Pkc Delta Silencing Alleviates Saturated Fatty Acid Induced Er Stress By Enhancing Serca Activity

Protein kinase C delta (PKC delta) plays an important role in nonalcoholic fatty liver disease (NAFLD), however, the mechanism remains unknown. The present study explored the role of PKCd in NAFLD development and investigated the relationships between PKCd, calcium homeostasis, and endoplasmic reticulum (ER) stress (ERS). Hepatic steatosis cell model was induced by palmitic acid (PA) in L02 cells. Lipid accretion was evaluated using Oil Red O staining and a triglyceride (TG) detection kit.

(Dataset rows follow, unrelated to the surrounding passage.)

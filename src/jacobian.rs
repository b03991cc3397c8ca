//! Sensitivity of the simulated measurement to the state vector.
//!
//! The Jacobian is built by forward-mode differentiation: one dual-seeded
//! evaluation of the forward model per state element, each yielding one
//! column. Columns are independent, so they run in parallel on the rayon
//! pool. A centered finite-difference path is kept alongside as the
//! validation reference.

use ndarray::Array2;
use rayon::prelude::*;

use crate::dual::Dual;
use crate::error::Result;
use crate::forward::{ForwardModel, StateVector};

/// Computes ∂(simulated measurement)/∂(state vector).
#[derive(Debug)]
pub struct JacobianEngine<'a, 'b> {
    model: &'a ForwardModel<'b>,
}

impl<'a, 'b> JacobianEngine<'a, 'b> {
    /// Bind the engine to a forward model.
    pub fn new(model: &'a ForwardModel<'b>) -> Self {
        Self { model }
    }

    /// The Jacobian at `state` via dual numbers.
    ///
    /// Row i, column j is ∂output[i]/∂state[j] in the flattening order of
    /// [`StateVector::flatten`]. Runs one forward evaluation per state
    /// element.
    pub fn jacobian(&self, state: &StateVector) -> Result<Array2<f64>> {
        self.model.check_state(state)?;
        let layers = state.num_layers();
        let gases = state.num_gases();
        let vmr_len = layers * gases;
        let n_state = state.len();

        let columns: Vec<Vec<f64>> = (0..n_state)
            .into_par_iter()
            .map(|seed| -> Result<Vec<f64>> {
                // Lift the state into duals with element `seed` as the
                // variable; the flat index convention matches flatten().
                let vmr = Array2::from_shape_fn((layers, gases), |(l, g)| {
                    let value = state.vmr()[[l, g]];
                    if g * layers + l == seed {
                        Dual::variable(value)
                    } else {
                        Dual::constant(value)
                    }
                });
                let poly: Vec<Dual> = state
                    .poly()
                    .iter()
                    .enumerate()
                    .map(|(k, &c)| {
                        if vmr_len + k == seed {
                            Dual::variable(c)
                        } else {
                            Dual::constant(c)
                        }
                    })
                    .collect();

                let out = self.model.evaluate(&vmr, &poly)?;
                Ok(out.into_iter().map(|d| d.deriv).collect())
            })
            .collect::<Result<_>>()?;

        let out_len = columns.first().map_or(0, Vec::len);
        let mut jacobian = Array2::zeros((out_len, n_state));
        for (j, column) in columns.iter().enumerate() {
            for (i, &value) in column.iter().enumerate() {
                jacobian[[i, j]] = value;
            }
        }
        Ok(jacobian)
    }

    /// The Jacobian at `state` via centered finite differences.
    ///
    /// The step for element j is `rel_step·|state[j]|`, falling back to
    /// `rel_step` itself for zero entries. Kept as the validation path for
    /// the dual-number Jacobian; note that VMR entries near zero cannot be
    /// perturbed downward without leaving the valid state space, so states
    /// probed this way should sit inside the domain.
    pub fn jacobian_fd(&self, state: &StateVector, rel_step: f64) -> Result<Array2<f64>> {
        self.model.check_state(state)?;
        let layers = state.num_layers();
        let gases = state.num_gases();
        let degree = state.polynomial_degree();
        let flat = state.flatten();
        let n_state = flat.len();

        let columns: Vec<Vec<f64>> = (0..n_state)
            .into_par_iter()
            .map(|j| -> Result<Vec<f64>> {
                let x = flat[j];
                let step = if x != 0. { rel_step * x.abs() } else { rel_step };

                let mut plus = flat.to_vec();
                plus[j] = x + step;
                let mut minus = flat.to_vec();
                minus[j] = x - step;

                let plus =
                    StateVector::from_flat(&plus, layers, gases, degree)?;
                let minus =
                    StateVector::from_flat(&minus, layers, gases, degree)?;

                let f_plus = self.model.simulate(&plus)?;
                let f_minus = self.model.simulate(&minus)?;
                Ok(f_plus
                    .iter()
                    .zip(f_minus.iter())
                    .map(|(p, m)| (p - m) / (2. * step))
                    .collect())
            })
            .collect::<Result<_>>()?;

        let out_len = columns.first().map_or(0, Vec::len);
        let mut jacobian = Array2::zeros((out_len, n_state));
        for (j, column) in columns.iter().enumerate() {
            for (i, &value) in column.iter().enumerate() {
                jacobian[[i, j]] = value;
            }
        }
        Ok(jacobian)
    }
}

PKCd was down-regulated by siRNA. RT-PCR and Western blotting were used to detect the expression of ERS markers. The fluorescence of Ca2+ influx was recorded using confocal microscopy. Sarco-ER Ca2+-ATPase (SERCA) activity was measured by ultramicro-ATP enzyme test kit. PA treatment induced lipid accretion in L02 cells, destroyed the ER structure, and increased PKCd activation in a time-dependent manner. Further, PA treatment significantly increased the expression of ERS markers, Ig heavy chain binding protein (Bip), and homologous proteins of CCAAT-enhancer binding proteins (CHOP). PKCd silencing down-regulated Bip and CHOP expression, indicating a successful alleviation of ERS. The increased calcium storage induced by PA stimulation was significantly decreased in L02 cells treated with PKCd siRNA compared with the negative control. Moreover, diminished SERCA activity caused by PA was recovered in PKCd siRNA transfected cells. To the best of our knowledge, this is the first report demonstrating that the inhibition of PKCd alleviates ERS by enhancing SERCA activity and stabilizing calcium homeostasis.